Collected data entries
________________

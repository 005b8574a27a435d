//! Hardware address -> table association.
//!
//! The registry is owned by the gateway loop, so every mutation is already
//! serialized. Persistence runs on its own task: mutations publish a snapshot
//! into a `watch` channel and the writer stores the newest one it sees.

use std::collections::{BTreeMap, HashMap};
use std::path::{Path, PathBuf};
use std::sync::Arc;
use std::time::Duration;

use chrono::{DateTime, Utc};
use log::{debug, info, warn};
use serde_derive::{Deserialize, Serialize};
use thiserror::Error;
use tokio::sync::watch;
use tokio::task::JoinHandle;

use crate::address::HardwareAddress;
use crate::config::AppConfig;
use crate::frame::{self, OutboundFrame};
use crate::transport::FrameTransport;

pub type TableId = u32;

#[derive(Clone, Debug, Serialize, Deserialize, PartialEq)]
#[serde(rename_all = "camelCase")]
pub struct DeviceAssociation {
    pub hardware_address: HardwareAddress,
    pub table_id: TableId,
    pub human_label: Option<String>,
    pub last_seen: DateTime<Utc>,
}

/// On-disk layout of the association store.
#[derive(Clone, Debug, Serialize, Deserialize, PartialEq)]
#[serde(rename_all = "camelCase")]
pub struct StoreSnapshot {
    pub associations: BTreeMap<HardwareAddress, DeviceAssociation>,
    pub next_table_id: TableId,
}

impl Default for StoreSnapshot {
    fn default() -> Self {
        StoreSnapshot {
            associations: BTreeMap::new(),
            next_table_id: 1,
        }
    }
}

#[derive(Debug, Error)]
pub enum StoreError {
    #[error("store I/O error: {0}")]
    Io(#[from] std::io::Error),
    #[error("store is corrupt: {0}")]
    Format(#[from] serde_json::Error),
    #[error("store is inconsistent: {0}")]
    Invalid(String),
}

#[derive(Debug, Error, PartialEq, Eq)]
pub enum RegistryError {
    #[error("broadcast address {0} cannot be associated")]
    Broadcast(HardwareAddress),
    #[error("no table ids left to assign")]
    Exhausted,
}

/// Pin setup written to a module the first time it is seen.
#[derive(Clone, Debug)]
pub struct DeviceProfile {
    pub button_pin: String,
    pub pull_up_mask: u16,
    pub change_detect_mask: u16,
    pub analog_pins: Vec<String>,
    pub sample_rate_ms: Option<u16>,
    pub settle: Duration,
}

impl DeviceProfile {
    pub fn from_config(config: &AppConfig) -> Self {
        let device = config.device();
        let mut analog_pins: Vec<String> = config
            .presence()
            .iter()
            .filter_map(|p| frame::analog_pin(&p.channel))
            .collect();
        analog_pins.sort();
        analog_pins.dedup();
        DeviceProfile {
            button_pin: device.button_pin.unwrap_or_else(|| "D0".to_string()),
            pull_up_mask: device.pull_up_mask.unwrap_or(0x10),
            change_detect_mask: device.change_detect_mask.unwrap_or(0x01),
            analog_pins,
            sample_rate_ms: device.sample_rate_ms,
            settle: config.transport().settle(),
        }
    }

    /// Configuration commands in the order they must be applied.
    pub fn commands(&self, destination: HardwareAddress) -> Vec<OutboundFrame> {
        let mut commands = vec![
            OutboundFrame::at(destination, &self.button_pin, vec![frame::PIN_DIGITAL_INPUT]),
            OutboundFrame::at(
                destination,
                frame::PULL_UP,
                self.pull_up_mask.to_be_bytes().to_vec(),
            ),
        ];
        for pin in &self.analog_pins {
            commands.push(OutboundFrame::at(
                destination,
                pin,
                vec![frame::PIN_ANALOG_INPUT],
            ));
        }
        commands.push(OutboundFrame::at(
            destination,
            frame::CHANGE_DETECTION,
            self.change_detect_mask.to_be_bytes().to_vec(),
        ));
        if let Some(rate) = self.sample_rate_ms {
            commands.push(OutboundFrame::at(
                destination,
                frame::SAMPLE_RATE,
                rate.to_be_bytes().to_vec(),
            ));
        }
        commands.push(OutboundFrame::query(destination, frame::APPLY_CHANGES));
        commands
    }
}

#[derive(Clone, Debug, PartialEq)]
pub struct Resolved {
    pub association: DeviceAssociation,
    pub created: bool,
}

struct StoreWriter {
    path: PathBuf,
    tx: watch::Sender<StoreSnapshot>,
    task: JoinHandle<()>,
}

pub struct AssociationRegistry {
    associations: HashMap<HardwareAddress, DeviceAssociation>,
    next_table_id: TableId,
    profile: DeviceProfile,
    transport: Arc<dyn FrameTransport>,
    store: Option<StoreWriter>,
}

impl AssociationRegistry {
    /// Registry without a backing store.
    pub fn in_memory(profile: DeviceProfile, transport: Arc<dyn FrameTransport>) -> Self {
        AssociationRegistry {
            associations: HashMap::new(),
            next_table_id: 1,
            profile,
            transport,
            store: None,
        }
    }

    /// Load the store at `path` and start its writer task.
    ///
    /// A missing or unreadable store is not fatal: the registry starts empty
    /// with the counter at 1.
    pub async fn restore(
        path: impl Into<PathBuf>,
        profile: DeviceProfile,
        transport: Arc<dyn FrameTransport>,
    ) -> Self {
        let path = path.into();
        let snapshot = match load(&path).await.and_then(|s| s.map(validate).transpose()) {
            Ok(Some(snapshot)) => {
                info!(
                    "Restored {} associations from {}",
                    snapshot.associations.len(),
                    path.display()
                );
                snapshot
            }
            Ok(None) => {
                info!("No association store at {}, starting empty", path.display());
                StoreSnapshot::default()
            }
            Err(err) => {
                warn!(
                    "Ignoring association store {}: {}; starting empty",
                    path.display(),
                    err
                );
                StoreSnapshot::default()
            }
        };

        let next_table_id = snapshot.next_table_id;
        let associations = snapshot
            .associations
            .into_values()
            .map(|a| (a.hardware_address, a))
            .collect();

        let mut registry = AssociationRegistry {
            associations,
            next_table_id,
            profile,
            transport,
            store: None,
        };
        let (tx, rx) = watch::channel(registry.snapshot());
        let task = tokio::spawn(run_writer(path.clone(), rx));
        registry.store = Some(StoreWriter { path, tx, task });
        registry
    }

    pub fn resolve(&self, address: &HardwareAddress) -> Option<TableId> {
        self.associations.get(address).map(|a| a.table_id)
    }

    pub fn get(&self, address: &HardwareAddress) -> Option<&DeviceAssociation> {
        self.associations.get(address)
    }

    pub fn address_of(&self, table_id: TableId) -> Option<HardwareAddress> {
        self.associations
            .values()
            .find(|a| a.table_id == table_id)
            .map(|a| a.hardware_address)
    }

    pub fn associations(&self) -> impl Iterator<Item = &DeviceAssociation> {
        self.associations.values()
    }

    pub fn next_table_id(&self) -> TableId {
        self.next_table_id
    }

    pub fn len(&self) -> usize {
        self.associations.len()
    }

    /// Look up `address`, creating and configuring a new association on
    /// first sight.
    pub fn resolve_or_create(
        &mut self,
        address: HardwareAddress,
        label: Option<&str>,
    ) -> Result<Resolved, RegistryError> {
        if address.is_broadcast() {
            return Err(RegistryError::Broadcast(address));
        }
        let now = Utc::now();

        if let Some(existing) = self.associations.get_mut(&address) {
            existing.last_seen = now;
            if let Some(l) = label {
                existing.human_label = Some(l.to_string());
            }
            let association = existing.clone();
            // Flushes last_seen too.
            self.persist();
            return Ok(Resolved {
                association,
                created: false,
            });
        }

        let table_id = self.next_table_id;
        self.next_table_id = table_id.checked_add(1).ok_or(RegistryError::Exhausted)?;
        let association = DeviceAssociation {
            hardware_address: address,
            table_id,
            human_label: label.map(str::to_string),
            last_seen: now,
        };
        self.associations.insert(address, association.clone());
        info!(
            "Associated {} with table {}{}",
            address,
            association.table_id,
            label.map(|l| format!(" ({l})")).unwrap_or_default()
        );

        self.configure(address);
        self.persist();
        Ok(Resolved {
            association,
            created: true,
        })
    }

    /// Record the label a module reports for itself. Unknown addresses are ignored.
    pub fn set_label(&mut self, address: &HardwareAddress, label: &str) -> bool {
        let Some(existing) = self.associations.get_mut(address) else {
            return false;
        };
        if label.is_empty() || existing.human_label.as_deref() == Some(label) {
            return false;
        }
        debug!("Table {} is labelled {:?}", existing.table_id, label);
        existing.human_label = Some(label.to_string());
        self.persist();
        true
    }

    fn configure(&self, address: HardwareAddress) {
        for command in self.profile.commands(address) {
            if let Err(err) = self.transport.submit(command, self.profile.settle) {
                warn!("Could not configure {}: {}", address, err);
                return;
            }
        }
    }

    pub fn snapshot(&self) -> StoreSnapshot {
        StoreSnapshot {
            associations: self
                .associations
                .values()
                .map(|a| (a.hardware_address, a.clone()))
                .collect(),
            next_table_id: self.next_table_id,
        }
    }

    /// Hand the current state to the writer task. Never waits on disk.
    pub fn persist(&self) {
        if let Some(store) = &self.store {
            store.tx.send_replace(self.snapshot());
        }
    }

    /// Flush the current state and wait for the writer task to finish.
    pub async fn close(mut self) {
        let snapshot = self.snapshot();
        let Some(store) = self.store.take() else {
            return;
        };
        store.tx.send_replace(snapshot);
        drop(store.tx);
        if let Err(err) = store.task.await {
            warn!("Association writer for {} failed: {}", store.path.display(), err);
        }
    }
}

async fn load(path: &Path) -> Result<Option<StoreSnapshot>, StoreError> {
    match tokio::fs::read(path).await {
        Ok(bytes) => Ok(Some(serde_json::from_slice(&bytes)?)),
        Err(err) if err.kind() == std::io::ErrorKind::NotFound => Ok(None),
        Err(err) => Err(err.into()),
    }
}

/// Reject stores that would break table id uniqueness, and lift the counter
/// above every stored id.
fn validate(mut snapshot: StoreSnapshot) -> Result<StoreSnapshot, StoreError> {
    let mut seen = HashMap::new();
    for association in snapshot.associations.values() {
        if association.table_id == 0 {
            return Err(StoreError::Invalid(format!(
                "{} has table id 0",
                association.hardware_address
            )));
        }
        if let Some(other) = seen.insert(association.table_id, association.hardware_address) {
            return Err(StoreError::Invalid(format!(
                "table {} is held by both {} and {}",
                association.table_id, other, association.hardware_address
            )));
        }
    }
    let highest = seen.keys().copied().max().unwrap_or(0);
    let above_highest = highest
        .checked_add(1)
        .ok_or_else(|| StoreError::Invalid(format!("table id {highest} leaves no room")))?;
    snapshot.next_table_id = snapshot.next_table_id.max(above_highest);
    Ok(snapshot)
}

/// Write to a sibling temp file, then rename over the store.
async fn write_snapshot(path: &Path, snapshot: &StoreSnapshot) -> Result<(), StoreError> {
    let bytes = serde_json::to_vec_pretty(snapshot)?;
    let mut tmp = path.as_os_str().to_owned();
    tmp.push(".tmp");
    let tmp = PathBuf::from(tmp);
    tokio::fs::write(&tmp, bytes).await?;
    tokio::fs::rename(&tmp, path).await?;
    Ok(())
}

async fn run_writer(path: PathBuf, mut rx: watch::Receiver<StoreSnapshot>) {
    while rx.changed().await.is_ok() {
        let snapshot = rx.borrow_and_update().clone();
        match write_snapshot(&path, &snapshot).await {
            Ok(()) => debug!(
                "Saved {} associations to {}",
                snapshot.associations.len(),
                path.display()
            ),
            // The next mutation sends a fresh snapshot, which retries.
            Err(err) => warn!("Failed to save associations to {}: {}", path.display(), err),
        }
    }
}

________________

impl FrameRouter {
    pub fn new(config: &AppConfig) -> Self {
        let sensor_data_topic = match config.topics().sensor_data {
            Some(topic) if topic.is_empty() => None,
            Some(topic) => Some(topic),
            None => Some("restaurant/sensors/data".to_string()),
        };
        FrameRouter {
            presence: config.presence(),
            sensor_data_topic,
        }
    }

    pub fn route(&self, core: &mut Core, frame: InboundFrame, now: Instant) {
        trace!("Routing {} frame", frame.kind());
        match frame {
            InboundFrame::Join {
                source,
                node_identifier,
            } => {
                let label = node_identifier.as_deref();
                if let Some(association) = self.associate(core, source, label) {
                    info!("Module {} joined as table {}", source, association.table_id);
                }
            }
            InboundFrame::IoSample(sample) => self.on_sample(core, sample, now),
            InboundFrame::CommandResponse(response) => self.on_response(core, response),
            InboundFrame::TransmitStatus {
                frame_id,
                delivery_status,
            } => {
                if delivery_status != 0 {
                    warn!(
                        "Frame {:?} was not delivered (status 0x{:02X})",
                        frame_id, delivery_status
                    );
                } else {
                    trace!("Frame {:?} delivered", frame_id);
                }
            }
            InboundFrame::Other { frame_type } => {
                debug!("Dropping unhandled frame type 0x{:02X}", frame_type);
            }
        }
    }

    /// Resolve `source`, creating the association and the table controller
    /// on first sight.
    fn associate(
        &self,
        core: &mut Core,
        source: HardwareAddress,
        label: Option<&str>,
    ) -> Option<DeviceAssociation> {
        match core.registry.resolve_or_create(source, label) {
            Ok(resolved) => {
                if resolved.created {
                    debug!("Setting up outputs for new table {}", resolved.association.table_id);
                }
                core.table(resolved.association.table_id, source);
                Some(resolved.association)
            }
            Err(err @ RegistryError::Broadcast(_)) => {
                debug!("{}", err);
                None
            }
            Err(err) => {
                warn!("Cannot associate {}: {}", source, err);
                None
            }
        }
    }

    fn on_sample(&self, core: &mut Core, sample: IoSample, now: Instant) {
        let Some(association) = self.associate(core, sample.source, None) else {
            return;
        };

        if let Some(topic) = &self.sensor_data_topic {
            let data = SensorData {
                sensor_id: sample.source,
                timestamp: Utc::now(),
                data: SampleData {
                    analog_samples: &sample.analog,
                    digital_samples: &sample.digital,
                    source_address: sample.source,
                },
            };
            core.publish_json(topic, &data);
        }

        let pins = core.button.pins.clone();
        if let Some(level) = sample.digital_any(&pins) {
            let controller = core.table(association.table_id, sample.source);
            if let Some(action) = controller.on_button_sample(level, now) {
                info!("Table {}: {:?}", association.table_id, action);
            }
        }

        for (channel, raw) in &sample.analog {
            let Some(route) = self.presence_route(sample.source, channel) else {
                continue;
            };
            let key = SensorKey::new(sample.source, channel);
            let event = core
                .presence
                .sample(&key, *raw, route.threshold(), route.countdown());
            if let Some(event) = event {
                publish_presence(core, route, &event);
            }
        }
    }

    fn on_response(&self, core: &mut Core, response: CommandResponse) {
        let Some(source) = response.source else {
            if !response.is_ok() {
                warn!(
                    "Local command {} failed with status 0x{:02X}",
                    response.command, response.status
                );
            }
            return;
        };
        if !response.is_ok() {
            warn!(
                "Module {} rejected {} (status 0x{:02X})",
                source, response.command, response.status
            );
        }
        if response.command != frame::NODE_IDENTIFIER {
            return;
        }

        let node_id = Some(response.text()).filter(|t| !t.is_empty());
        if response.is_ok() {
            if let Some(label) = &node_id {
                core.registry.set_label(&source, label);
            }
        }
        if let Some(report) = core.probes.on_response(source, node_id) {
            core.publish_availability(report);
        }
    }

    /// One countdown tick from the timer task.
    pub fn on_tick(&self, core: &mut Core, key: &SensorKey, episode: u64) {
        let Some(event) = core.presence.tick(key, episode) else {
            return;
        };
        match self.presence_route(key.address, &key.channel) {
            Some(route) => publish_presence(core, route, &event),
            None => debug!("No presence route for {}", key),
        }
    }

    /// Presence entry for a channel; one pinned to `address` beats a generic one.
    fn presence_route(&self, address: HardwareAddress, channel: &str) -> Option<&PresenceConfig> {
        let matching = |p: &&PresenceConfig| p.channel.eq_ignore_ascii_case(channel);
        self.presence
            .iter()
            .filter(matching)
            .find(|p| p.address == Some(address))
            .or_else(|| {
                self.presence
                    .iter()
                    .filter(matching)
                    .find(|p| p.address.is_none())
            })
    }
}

________________

--- Action item ---
In the data above, find the line with "repository 005b8574a27a435d" and the line with "one it sees.". Retype both, plus every line between them, exactly.

--- Completed exercise ---
repository 005b8574a27a435d
//! Hardware address -> table association.
//!
//! The registry is owned by the gateway loop, so every mutation is already
//! serialized. Persistence runs on its own task: mutations publish a snapshot
//! into a `watch` channel and the writer stores the newest one it sees.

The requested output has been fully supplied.